• _ACTIVITY_: In the entries below, identify every line with the string "Shipped" and copy it.

Entries taken from a collection
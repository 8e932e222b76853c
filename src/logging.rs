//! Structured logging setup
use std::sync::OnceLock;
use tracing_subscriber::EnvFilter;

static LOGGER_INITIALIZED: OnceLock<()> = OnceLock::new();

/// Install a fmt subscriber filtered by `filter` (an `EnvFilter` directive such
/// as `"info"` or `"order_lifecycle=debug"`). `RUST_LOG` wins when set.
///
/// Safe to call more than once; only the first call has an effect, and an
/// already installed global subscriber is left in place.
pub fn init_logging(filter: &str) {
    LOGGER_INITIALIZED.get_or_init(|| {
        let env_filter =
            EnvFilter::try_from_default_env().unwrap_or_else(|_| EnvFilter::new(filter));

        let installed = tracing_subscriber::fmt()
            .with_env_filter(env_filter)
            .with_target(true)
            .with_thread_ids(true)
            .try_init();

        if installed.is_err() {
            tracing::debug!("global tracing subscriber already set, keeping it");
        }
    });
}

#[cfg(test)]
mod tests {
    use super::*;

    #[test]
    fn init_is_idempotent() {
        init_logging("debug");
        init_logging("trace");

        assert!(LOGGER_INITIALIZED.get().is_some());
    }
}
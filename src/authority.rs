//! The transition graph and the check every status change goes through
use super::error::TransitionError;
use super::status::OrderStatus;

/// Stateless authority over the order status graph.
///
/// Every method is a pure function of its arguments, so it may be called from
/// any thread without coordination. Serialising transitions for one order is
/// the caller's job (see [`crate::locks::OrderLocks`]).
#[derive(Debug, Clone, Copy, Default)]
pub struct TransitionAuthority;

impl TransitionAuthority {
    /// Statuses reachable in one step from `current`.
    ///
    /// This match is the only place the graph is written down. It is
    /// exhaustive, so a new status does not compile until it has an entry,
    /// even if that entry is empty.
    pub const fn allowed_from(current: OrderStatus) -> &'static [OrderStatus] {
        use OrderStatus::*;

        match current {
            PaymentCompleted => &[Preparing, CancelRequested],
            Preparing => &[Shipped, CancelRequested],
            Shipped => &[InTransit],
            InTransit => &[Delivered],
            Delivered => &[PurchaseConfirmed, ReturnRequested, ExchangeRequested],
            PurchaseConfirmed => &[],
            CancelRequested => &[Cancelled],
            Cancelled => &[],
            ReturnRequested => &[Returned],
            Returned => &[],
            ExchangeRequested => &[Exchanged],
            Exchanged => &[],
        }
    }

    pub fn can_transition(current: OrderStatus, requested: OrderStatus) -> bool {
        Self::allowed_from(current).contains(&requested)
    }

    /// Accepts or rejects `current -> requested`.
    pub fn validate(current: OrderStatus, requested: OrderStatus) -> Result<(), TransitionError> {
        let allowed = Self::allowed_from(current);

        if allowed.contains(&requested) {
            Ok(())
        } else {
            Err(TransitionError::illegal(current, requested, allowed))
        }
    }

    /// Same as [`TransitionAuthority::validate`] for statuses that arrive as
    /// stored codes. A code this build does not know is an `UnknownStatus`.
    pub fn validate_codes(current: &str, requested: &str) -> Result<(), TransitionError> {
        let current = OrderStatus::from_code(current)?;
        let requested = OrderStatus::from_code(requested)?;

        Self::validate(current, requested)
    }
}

• _RESPONSE TO THIS EXERCISE_:
            Preparing => &[Shipped, CancelRequested],
            Shipped => &[InTransit],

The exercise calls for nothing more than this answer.